The cause of these deaths is not drinking, but rather things like texting and trees. 

"It doesn't matter why they leave the road to me. It didn't matter. That didn't matter. What matters to me is the vehicles being impacted with the trees were causing death," said Chief Woodward. 

The South Carolina Department of Transportation says when a car collides with sizeable trees, the impact is too hard, and so are the calls they have to make to loved ones after. Here's their solution: 

"It's guidewire. Basically, it stretches. If you hit it, it stretches and you slow down."

Why are people running off this highway so often in the first place? 

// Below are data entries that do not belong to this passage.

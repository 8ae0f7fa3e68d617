use std::time::Duration;

use thiserror::Error;

#[derive(Error, Debug)]
pub enum SchedulerError {
    #[error("task {task_id} forced local but no eligible node")]
    ForcedLocal { task_id: u64 },

    #[error("task {task_id} forced remote but no eligible node")]
    ForcedRemote { task_id: u64 },

    #[error("task {task_id} failed on all available nodes")]
    Exhausted { task_id: u64 },

    #[error("request to job scheduler timed out after {0:?}")]
    Deadline(Duration),

    #[error("job scheduler has terminated")]
    Gone,
}

pub type Result<T> = std::result::Result<T, SchedulerError>;
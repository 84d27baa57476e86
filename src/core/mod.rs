//! Core data structures and primitives
//!
//! This module contains the foundational circular buffer used by the rolling
//! statistics types.

mod ring;

pub use ring::{RingBuffer, RingBufferIter};
use criterion::{black_box, criterion_group, criterion_main, Criterion};
use rowstats::prelude::*;

// Helper to generate sample rows
fn generate_rows(n: usize) -> Vec<RowVector<4>> {
    (0..n)
        .map(|i| {
            let x = (i as f64 * 0.01).sin();
            RowVector::new([x, 2.0 * x, x * x, x + 1.0])
        })
        .collect()
}

fn bench_push(c: &mut Criterion) {
    let rows = generate_rows(10_000);

    let mut group = c.benchmark_group("push");

    group.bench_function("window_100", |b| {
        let mut buffer = StatBuffer::<100, 4>::new();
        let mut i = 0;
        b.iter(|| {
            buffer.push(black_box(rows[i % rows.len()]));
            i += 1;
        })
    });

    group.bench_function("window_1000", |b| {
        let mut buffer = StatBuffer::<1000, 4>::new();
        let mut i = 0;
        b.iter(|| {
            buffer.push(black_box(rows[i % rows.len()]));
            i += 1;
        })
    });

    group.finish();
}

fn bench_queries(c: &mut Criterion) {
    let rows = generate_rows(2_000);

    let mut buffer = StatBuffer::<1000, 4>::new();
    for &row in &rows {
        buffer.push(row);
    }

    let mut group = c.benchmark_group("queries");

    group.bench_function("mean", |b| b.iter(|| black_box(buffer.mean())));
    group.bench_function("std_dev", |b| b.iter(|| black_box(buffer.std_dev())));
    group.bench_function("row", |b| b.iter(|| black_box(buffer.row(black_box(500)))));

    group.finish();
}

fn bench_push_remove_cycle(c: &mut Criterion) {
    let rows = generate_rows(10_000);

    c.bench_function("push_remove_cycle", |b| {
        let mut buffer = StatBuffer::<100, 4>::new();
        let mut i = 0;
        b.iter(|| {
            buffer.push(black_box(rows[i % rows.len()]));
            if buffer.len() > 50 {
                buffer.remove_rows(10);
            }
            i += 1;
        })
    });
}

criterion_group!(benches, bench_push, bench_queries, bench_push_remove_cycle);
criterion_main!(benches);
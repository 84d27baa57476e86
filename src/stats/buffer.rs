use crate::core::{RingBuffer, RingBufferIter};
use crate::row::RowVector;

/// Circular buffer of rows with incremental per-column mean and standard
/// deviation
///
/// Holds up to `L` rows of `W` columns each. Every insertion and removal
/// updates two per-column accumulators in O(W), so the current mean and
/// sample standard deviation are always available without rescanning the
/// stored rows.
///
/// # Numerical design
///
/// Accumulation uses the shifted-data formulation: the first row ever pushed
/// becomes a fixed reference `K`, and the accumulators track
/// `ex[i] = Σ (row[i] - K[i])` and `ex2[i] = Σ (row[i] - K[i])²` over the
/// rows currently present. Keeping the intermediate sums centered near zero
/// bounds cancellation error, which matters here because the stream performs
/// subtractive updates (eviction, removal) as well as additive ones. A
/// removal applies exactly the same floating-point operations as the
/// insertion it cancels, so the accumulators stay in exact correspondence
/// with the stored rows.
///
/// # Type Parameters
///
/// - `L`: capacity in rows (compile-time constant)
/// - `W`: columns per row (compile-time constant)
///
/// # Examples
///
/// ```
/// use rowstats::prelude::*;
///
/// let mut buffer = StatBuffer::<3, 2>::new();
///
/// buffer.push(RowVector::new([1.0, 10.0]));
/// buffer.push(RowVector::new([2.0, 20.0]));
/// buffer.push(RowVector::new([3.0, 30.0]));
/// buffer.push(RowVector::new([4.0, 40.0])); // Evicts [1, 10]
///
/// let mean = buffer.mean();
/// assert_eq!(mean.as_array(), &[3.0, 30.0]);
///
/// let std = buffer.std_dev();
/// assert!((std[0] - 1.0).abs() < 1e-12);
/// assert!((std[1] - 10.0).abs() < 1e-12);
/// ```
#[repr(align(64))]
pub struct StatBuffer<const L: usize, const W: usize> {
    rows: RingBuffer<RowVector<W>, L>,
    /// Shift reference K, fixed by the first row ever pushed
    shift: Option<RowVector<W>>,
    ex: RowVector<W>,
    ex2: RowVector<W>,
}

impl<const L: usize, const W: usize> StatBuffer<L, W> {
    /// Create a new empty buffer
    #[inline]
    pub fn new() -> Self {
        Self {
            rows: RingBuffer::new(),
            shift: None,
            ex: RowVector::zeros(),
            ex2: RowVector::zeros(),
        }
    }

    /// Add a row at the newest end
    ///
    /// When the buffer is full, the oldest row is evicted and its
    /// contribution leaves the accumulators before the new row's enters.
    /// After any sequence of pushes the contents are exactly the last
    /// `min(total pushes, L)` rows.
    ///
    /// # Complexity
    ///
    /// O(W)
    #[inline]
    pub fn push(&mut self, row: RowVector<W>) {
        // The first row ever pushed fixes the shift reference. Any value in
        // the sample range works; the first row is close enough to the mean.
        let shift = *self.shift.get_or_insert(row);

        if let Some(evicted) = self.rows.push(row) {
            let diff = evicted - shift;
            self.ex -= diff;
            self.ex2 -= diff * diff;
        }

        let diff = row - shift;
        self.ex += diff;
        self.ex2 += diff * diff;
    }

    /// Remove the oldest row
    ///
    /// Equivalent to `remove_rows(1)`.
    ///
    /// # Panics
    ///
    /// Panics if the buffer is empty.
    #[inline]
    pub fn remove_row(&mut self) {
        self.remove_rows(1);
    }

    /// Remove up to `count` rows from the oldest end
    ///
    /// Each removed row's contribution is subtracted from the accumulators.
    /// Stops early if the buffer becomes empty. Stored slots are not
    /// touched; they are simply unreachable until overwritten by a future
    /// push.
    ///
    /// # Panics
    ///
    /// Panics if the buffer is empty when called.
    pub fn remove_rows(&mut self, count: usize) {
        assert!(!self.is_empty(), "cannot remove rows from an empty buffer");
        let shift = self.shift.expect("non-empty buffer always has a shift reference");

        for _ in 0..count {
            match self.rows.pop_front() {
                Some(oldest) => {
                    let diff = oldest - shift;
                    self.ex -= diff;
                    self.ex2 -= diff * diff;
                }
                None => break,
            }
        }
    }

    /// Get the row at logical position `index` (0 = oldest)
    ///
    /// # Panics
    ///
    /// Panics if the buffer is empty or `index >= len()`.
    #[inline]
    pub fn row(&self, index: usize) -> RowVector<W> {
        assert!(!self.is_empty(), "cannot read a row from an empty buffer");
        match self.rows.get(index) {
            Some(row) => row,
            None => panic!("row index {} out of range for {} rows", index, self.len()),
        }
    }

    /// Get the newest row
    ///
    /// # Panics
    ///
    /// Panics if the buffer is empty.
    #[inline]
    pub fn latest_row(&self) -> RowVector<W> {
        match self.rows.back() {
            Some(row) => row,
            None => panic!("cannot read the latest row of an empty buffer"),
        }
    }

    /// Per-column mean of the rows currently present
    ///
    /// Computed as `K + ex / n` in O(W).
    ///
    /// # Panics
    ///
    /// Panics if the buffer is empty.
    pub fn mean(&self) -> RowVector<W> {
        assert!(!self.is_empty(), "mean of an empty buffer is undefined");
        let shift = self.shift.expect("non-empty buffer always has a shift reference");

        shift + self.ex / self.len() as f64
    }

    /// Per-column sample standard deviation (ddof = 1) of the rows currently
    /// present
    ///
    /// Computed as `sqrt((ex2 - ex²/n) / (n - 1))` in O(W). With a single
    /// row the denominator is zero and the result follows IEEE
    /// division-by-zero semantics (infinity/NaN) rather than panicking;
    /// check `len() >= 2` for a meaningful value.
    ///
    /// # Panics
    ///
    /// Panics if the buffer is empty.
    pub fn std_dev(&self) -> RowVector<W> {
        assert!(!self.is_empty(), "standard deviation of an empty buffer is undefined");
        let n = self.len() as f64;

        let variance = (self.ex2 - (self.ex * self.ex) / n) / (n - 1.0);
        variance.sqrt()
    }

    /// Number of rows currently stored
    #[inline(always)]
    pub fn len(&self) -> usize {
        self.rows.len()
    }

    /// Capacity in rows
    #[inline(always)]
    pub fn capacity(&self) -> usize {
        L
    }

    /// Check if the buffer is empty
    #[inline(always)]
    pub fn is_empty(&self) -> bool {
        self.rows.is_empty()
    }

    /// Check if the buffer is at full capacity
    #[inline(always)]
    pub fn is_full(&self) -> bool {
        self.rows.is_full()
    }

    /// Iterate over stored rows, oldest to newest
    pub fn iter(&self) -> RingBufferIter<'_, RowVector<W>, L> {
        self.rows.iter()
    }

    /// Reset to the freshly-constructed state
    ///
    /// Clears the stored rows, the accumulators, and the shift reference;
    /// the next push fixes a new one.
    pub fn reset(&mut self) {
        self.rows.reset();
        self.shift = None;
        self.ex = RowVector::zeros();
        self.ex2 = RowVector::zeros();
    }
}

impl<const L: usize, const W: usize> Default for StatBuffer<L, W> {
    fn default() -> Self {
        Self::new()
    }
}

/// `buffer += row` is shorthand for [`StatBuffer::push`]
impl<const L: usize, const W: usize> std::ops::AddAssign<RowVector<W>> for StatBuffer<L, W> {
    #[inline]
    fn add_assign(&mut self, row: RowVector<W>) {
        self.push(row);
    }
}
//! Rolling per-column statistics over fixed-width rows
//!
//! The buffer maintains mean and sample standard deviation incrementally as
//! rows are added and removed, in O(W) per update.
//!
//! # Examples
//!
//! ```
//! use rowstats::prelude::*;
//!
//! let mut buffer = StatBuffer::<50, 2>::new();
//!
//! buffer.push(RowVector::new([1.0, 10.0]));
//! buffer.push(RowVector::new([3.0, 30.0]));
//!
//! assert_eq!(buffer.mean().as_array(), &[2.0, 20.0]);
//! ```

mod buffer;

pub use buffer::StatBuffer;
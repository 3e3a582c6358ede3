//! mdsite CLI
//!
//! Usage:
//!   mdsite render --url <MD>    Render remote markdown and print the page HTML
//!   mdsite export --url <MD>    Render remote markdown and export it as a PDF

use std::path::PathBuf;
use std::sync::{Arc, RwLock};

use anyhow::{bail, Context};
use clap::{Args, Parser, Subcommand};
use mdsite::fetch::HttpFetcher;
use mdsite::markdown::{FetchRequest, MarkdownRenderer};
use mdsite::rendering::raster::SoftwareRasterizer;
use mdsite::writer::PdfWriterFactory;
use mdsite::{ExportOptions, ExportPipeline, GlobalScope, Page, ResourceLoader, SiteConfig};

#[derive(Parser)]
#[command(name = "mdsite", about = "Render remote markdown and export it as PDF", version)]
struct Cli {
    /// Site configuration file (JSON)
    #[arg(long, global = true)]
    site: Option<PathBuf>,

    #[command(subcommand)]
    command: Commands,
}

#[derive(Args)]
struct Source {
    /// Markdown document to render
    #[arg(long)]
    url: String,

    /// Mount point the markdown is rendered into
    #[arg(long, default_value = "#cv")]
    selector: String,

    /// Drop the "Contact" section from the markdown
    #[arg(long)]
    remove_contact: bool,
}

#[derive(Subcommand)]
enum Commands {
    /// Print the rendered page
    Render {
        #[command(flatten)]
        source: Source,
    },

    /// Export the rendered page as a single-page PDF
    Export {
        #[command(flatten)]
        source: Source,

        /// Output directory
        #[arg(short, long)]
        out: Option<PathBuf>,

        /// Output filename
        #[arg(long)]
        filename: Option<String>,

        /// Page margin in millimetres
        #[arg(long)]
        margin: Option<f64>,

        /// Rasterization supersampling factor
        #[arg(long)]
        scale: Option<f64>,

        /// JPEG quality, 0 to 1
        #[arg(long)]
        quality: Option<f64>,

        /// Export options file (JSON); flags override it
        #[arg(long)]
        options: Option<PathBuf>,
    },
}

fn load_site(path: Option<&PathBuf>) -> anyhow::Result<SiteConfig> {
    match path {
        Some(p) => {
            let raw = std::fs::read_to_string(p)
                .with_context(|| format!("reading site config {}", p.display()))?;
            serde_json::from_str(&raw).with_context(|| format!("parsing {}", p.display()))
        }
        None => Ok(SiteConfig::default()),
    }
}

async fn render_page(site: &SiteConfig, source: &Source) -> anyhow::Result<(ResourceLoader, Page)> {
    let url = url::Url::parse(&source.url).with_context(|| format!("invalid url {:?}", source.url))?;
    if !matches!(url.scheme(), "http" | "https") {
        bail!("unsupported url scheme {:?}", url.scheme());
    }

    let fetcher = Arc::new(HttpFetcher::new(&site.user_agent, site.timeout_ms)?);
    let scope = Arc::new(GlobalScope::with_names(site.bundled_probes()));
    let loader = ResourceLoader::new(fetcher.clone(), scope);

    let mount = source.selector.trim_start_matches('#');
    let mut page = Page::new(mount).with_mount(mount);
    let renderer = MarkdownRenderer::new(loader.clone(), fetcher)
        .with_dependencies(site.markdown_dependencies.clone());
    let mut req = FetchRequest::new(url.as_str());
    req.target_selector = source.selector.clone();
    req.remove_contact_section = source.remove_contact;
    renderer.fetch_and_render(&mut page, &req).await?;
    Ok((loader, page))
}

#[tokio::main]
async fn main() -> anyhow::Result<()> {
    env_logger::init();
    let cli = Cli::parse();
    let mut site = load_site(cli.site.as_ref())?;

    match cli.command {
        Commands::Render { source } => {
            let (_, page) = render_page(&site, &source).await?;
            println!("{}", page.to_html());
        }
        Commands::Export {
            source,
            out,
            filename,
            margin,
            scale,
            quality,
            options,
        } => {
            let mut opts = match options {
                Some(p) => {
                    let raw = std::fs::read_to_string(&p)
                        .with_context(|| format!("reading export options {}", p.display()))?;
                    ExportOptions::from_json(&raw)?
                }
                None => ExportOptions::default(),
            };
            opts.selector = Some(source.selector.clone());
            opts.filename = filename.or(opts.filename);
            opts.margin = margin.or(opts.margin);
            opts.scale = scale.or(opts.scale);
            opts.quality = quality.or(opts.quality);
            if let Some(dir) = out {
                site.output_dir = dir;
            }

            let (loader, page) = render_page(&site, &source).await?;
            let pipeline = ExportPipeline::new(
                loader,
                Arc::new(RwLock::new(page)),
                Arc::new(SoftwareRasterizer),
                Arc::new(PdfWriterFactory::new(&site.output_dir)),
            )
            .with_site(&site);

            let report = pipeline.export(opts).await?;
            println!("{}", report.path.display());
        }
    }
    Ok(())
}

"That's the thing we didn't understand because I could understand if it was curvy, hilly, or something like that and we just didn't understand why. One of the things we did in the study, it looks like for people, by the time they got in this area, they were tired."

The study showed the length of travel all the way up and down the East Coast was too much for drivers. Jasper County is a midway point; a stopping point, and for many, a breaking point. 

"We can change the Coffin Corridor into something more pleasant."

The $5 million project that's underway will stretch from mile marker 28 all the way into Georgia. It's an expensive project, but they say even if it saves one life, it's worth every penny. Chief Woodward says when it's over with, he'll finally be able to sleep at night. 

"I'm going to feel the public is going to be a lot safer, and that's the goal," Chief Woodward said. "Over the years, since the interstate's been built, the trees have gotten bigger and the limbs have started hanging over the interstate and that kind of stuff, so they did a study and it showed that this needed to be done."

Even though the police chief's concern is the deaths, not the reason behind them, you have to wonder why a straight and typical highway like this causes so many accidents in the first place.